Truth or trick, she remembers how it felt – soft petals, tiny fleshlet skimming quick as light beneath her surface.
It was the first time she’d made it to the twelve-week mark, but at the hospital they said it had probably been dead for weeks. They said it was her head keeping it in. Now that she knew it was over, it would start to come out.
But a week later her belly was so swollen she couldn’t wear trousers, and even on the way to the appointment Terence had to pull over three times so that she could vomit onto the road. She felt sure they had made a mistake. Mistakes happened. When they went in with their metal tools and scooped it out of her, one of the nurses would spot a tiny fairy-child, wriggling there in the bright bucket, and they would know they had made a mistake but it would be too late. That’s not the kind of thing they’d ever tell you, of course; they would never say sorry.
They’ve made a mistake, she said. Terence, they’re wrong; they’ve made a mistake.
That must have been hard on Terence. It must have frightened him to see her eyes wild like that, the frothy yellow bile coming up out her lips. He said it was just because she was fasting – she always felt sick when she fasted – and the hormones could be making her paranoid.
He was right, of course he was right. After listening with the trumpet and shaking her head, the nurse made her an appointment to see a man with an ultrasound machine. Then Sinéad had seen it herself there on the screen, a little black shadow, no bigger than the last one. The man pushed and pushed with the scanner on her belly, but the shadow was stubbornly still, stubbornly dark; ingrained like a stain into the fabric of her. The man switched on the sound, searching for a heartbeat. It sounded like being under water; the whoosh of her own body, nothing more.
Who did she think she was fooling? Inside her it sounded like an empty sea. There was nothing in her that could emerge to a new thing. Me, she thought. I am full only of me.
The man switched off the sound. Terence touched her hand but she flinched to a fist.
She’d had a dilation and curettage before – a ‘D and C’ is what it was called – and lots of women had them. It would give her the best chance, said the doctor, of conceiving again.
She had to bend into the foetal position, and an elderly nurse with a Donegal accent stroked her arm. ‘Think of something nice, darlin.’ All the nice she could think of, though, was the little baby booties she had allowed herself to crochet, the tiny tumble of creation; a whole flower-fish world unfurling inside her.
*
When her niece has left, Sinéad stands in the drizzle, fingers hooked in the wire fencing, watching the hens waggle their bottoms into the soil. She listens to the creaky sounds they make. They still haven’t entered the henhouse.

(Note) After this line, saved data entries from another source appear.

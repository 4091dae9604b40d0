// tests/pool_shutdown.rs

mod common;
use crate::common::init_tracing;

use std::sync::{Arc, Barrier};
use std::sync::atomic::{AtomicBool, Ordering};
use std::sync::mpsc;
use std::thread;
use std::time::Duration;

use dagflow::errors::{JobError, PoolError};
use dagflow::pool::WorkerPool;

/// Occupy the (single) worker until `release` is signalled. Returns once the
/// blocking job is actually running.
fn block_worker(pool: &WorkerPool) -> (mpsc::Sender<()>, dagflow::pool::JobHandle<()>) {
    let (started_tx, started_rx) = mpsc::channel();
    let (release_tx, release_rx) = mpsc::channel::<()>();
    let handle = pool
        .submit(move || {
            started_tx.send(()).unwrap();
            release_rx.recv().unwrap();
        })
        .unwrap();
    started_rx.recv().unwrap();
    (release_tx, handle)
}

#[test]
fn submit_after_shutdown_fails() {
    init_tracing();

    let pool = WorkerPool::new(2).unwrap();
    pool.shutdown();

    assert!(pool.is_stopping());
    assert!(matches!(pool.submit(|| 1), Err(PoolError::Stopping)));
    assert!(pool.try_submit(|| 1).is_none());
    assert_eq!(pool.size(), 0);
}

#[test]
fn concurrent_shutdowns_collapse_into_one() {
    init_tracing();

    let pool = Arc::new(WorkerPool::new(4).unwrap());
    for _ in 0..100 {
        pool.submit(|| thread::sleep(Duration::from_micros(50))).unwrap();
    }

    let callers: Vec<_> = (0..4)
        .map(|_| {
            let pool = Arc::clone(&pool);
            thread::spawn(move || pool.shutdown())
        })
        .collect();
    for caller in callers {
        caller.join().expect("shutdown must not panic");
    }

    pool.shutdown();
    assert_eq!(pool.size(), 0);
    assert!(matches!(pool.submit(|| ()), Err(PoolError::Stopping)));
}

#[test]
fn queued_jobs_are_abandoned_on_shutdown() {
    init_tracing();

    let pool = Arc::new(WorkerPool::new(1).unwrap());
    let (release, running) = block_worker(&pool);

    let queued: Vec<_> = (0..5).map(|i| pool.submit(move || i).unwrap()).collect();
    assert_eq!(pool.queue_size(), 5);

    let stopper = {
        let pool = Arc::clone(&pool);
        thread::spawn(move || pool.shutdown())
    };
    while !pool.is_stopping() {
        thread::yield_now();
    }
    release.send(()).unwrap();
    stopper.join().unwrap();

    assert_eq!(running.wait(), Ok(()));
    for handle in queued {
        assert_eq!(handle.wait(), Err(JobError::Abandoned));
    }
    assert_eq!(pool.queue_size(), 0);
    assert_eq!(pool.completed_task_count(), 1);
}

#[test]
fn panicking_job_reports_through_its_handle() {
    init_tracing();

    let pool = WorkerPool::new(1).unwrap();
    let handle = pool.submit(|| -> u32 { panic!("boom") }).unwrap();

    match handle.wait() {
        Err(JobError::Panicked(msg)) => assert!(msg.contains("boom"), "got {msg}"),
        other => panic!("expected a captured panic, got {other:?}"),
    }

    // The worker survived.
    assert_eq!(pool.submit(|| 1).unwrap().wait(), Ok(1));
    assert_eq!(pool.size(), 1);
}

#[test]
fn cancelled_job_never_runs() {
    init_tracing();

    let pool = WorkerPool::new(1).unwrap();
    let (release, running) = block_worker(&pool);

    let ran = Arc::new(AtomicBool::new(false));
    let handle = {
        let ran = Arc::clone(&ran);
        pool.submit(move || ran.store(true, Ordering::SeqCst)).unwrap()
    };
    handle.cancel();
    assert!(handle.is_cancelled());

    release.send(()).unwrap();
    running.wait().unwrap();

    assert_eq!(handle.wait(), Err(JobError::Cancelled));
    assert!(!ran.load(Ordering::SeqCst));
}

#[test]
fn resize_grows_and_shrinks() {
    init_tracing();

    let pool = WorkerPool::new(2).unwrap();
    assert_eq!(pool.size(), 2);

    pool.resize(4).unwrap();
    assert_eq!(pool.size(), 4);
    let results: Vec<_> = (0..20).map(|i| pool.submit(move || i * 2).unwrap()).collect();
    for (i, handle) in results.into_iter().enumerate() {
        assert_eq!(handle.wait(), Ok(i * 2));
    }

    pool.resize(1).unwrap();
    assert_eq!(pool.size(), 1);
    assert!(!pool.is_stopping());
    assert_eq!(pool.submit(|| "still alive").unwrap().wait(), Ok("still alive"));

    // Counts survive a shrink.
    pool.shutdown();
    assert_eq!(pool.completed_task_count(), 21);
}

#[test]
fn grown_workers_each_get_a_queue_and_run_jobs() {
    init_tracing();

    let pool = WorkerPool::new(1).unwrap();
    pool.resize(4).unwrap();
    assert_eq!(pool.size(), 4);
    assert_eq!(pool.queue_count(), pool.size());

    // Only completes if all four workers pick up a job at the same time.
    let barrier = Arc::new(Barrier::new(4));
    let (done_tx, done_rx) = mpsc::channel();
    for _ in 0..4 {
        let barrier = Arc::clone(&barrier);
        let done_tx = done_tx.clone();
        pool.submit(move || {
            barrier.wait();
            done_tx.send(()).unwrap();
        })
        .unwrap();
    }
    for _ in 0..4 {
        done_rx.recv_timeout(Duration::from_secs(5)).unwrap();
    }

    pool.resize(2).unwrap();
    assert_eq!(pool.queue_count(), 2);
}

#[test]
fn resize_to_same_size_is_a_no_op() {
    init_tracing();

    let pool = WorkerPool::new(3).unwrap();
    pool.resize(3).unwrap();
    assert_eq!(pool.size(), 3);
}

#[test]
fn resize_after_shutdown_fails() {
    init_tracing();

    let pool = WorkerPool::new(2).unwrap();
    pool.shutdown();
    assert!(matches!(pool.resize(4), Err(PoolError::Stopping)));
}

#[test]
fn dropping_the_pool_joins_workers() {
    init_tracing();

    let handle = {
        let pool = WorkerPool::new(2).unwrap();
        pool.submit(|| 3).unwrap()
        // Dropped here; the job either ran or was abandoned, but nothing hangs.
    };

    match handle.wait() {
        Ok(3) | Err(JobError::Abandoned) => {}
        other => panic!("unexpected outcome {other:?}"),
    }
}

She tries to call Terence, but he’s not picking up. She realises very suddenly, with a mixture of relief and terror, that she is alone in the world. In her waterproofs and wellingtons, she makes her way down the sludgy field to the boathouse, where she places her mobile phone on the table and pours herself a whiskey.
There is a low wind starting, and the lake meets the windows in dark, mulchy sloshes. A small croak escapes from her throat, then a long, high whimper bouncing off the walls of the little boathouse, the low ceiling. She is alone out here. There’s nothing alive in the water. Everything has gone south.
Even the eels are gone.
Terence says eels are mysterious. No one knows how they mate. They are all born somewhere in the sea, beneath impassable waters. They go there to mate and they go there to die in cool, deep privacy.
The dark lake tongues at the glass. Rain pecks at the roof.
Mammy is going. It has already started; she is ebbing out.